I have been seeing a therapist. I love our relationship and she has been very helpful. I just don't understand one aspect:

She insists that we need to discuss my traumatic experiences and their effects on me. I prefer to focus on coping skills for now, instead of whining about my past. My therapist says that I am affected by my past precisely because I could never talk to anyone about the abuse, while it was happening.

She says my memories are buried and I prefer to keep them that way. All the talking in the world is NOT going to erase what happened, so why bring it up?

What is your reasoning on discussing trauma? Isn't better to live in the now and move on?


----------



## DanF

Mrs.G said:


> I have been seeing a therapist.
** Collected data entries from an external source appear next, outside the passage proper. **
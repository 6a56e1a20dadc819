/// Top-level state machine for a session.
///
/// `Playing` becomes `GameOver` when the player's health reaches zero;
/// the only way back is the explicit retry action, which rebuilds the
/// session from scratch.
#[derive(Debug, Clone, Copy, PartialEq, Eq)]
pub enum GameState {
    Playing,
    GameOver,
}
I love our relationship and she has been very helpful. I just don't understand one aspect:
> 
> She insists that we need to discuss my traumatic experiences and their effects on me. I prefer to focus on coping skills for now, instead of whining about my past. My therapist says that I am affected by my past precisely because I could never talk to anyone about the abuse, while it was happening.
> 
> She says my memories are buried and I prefer to keep them that way. All the talking in the world is NOT going to erase what happened, so why bring it up?
> 
> What is your reasoning on discussing trauma? Isn't better to live in the now and move on?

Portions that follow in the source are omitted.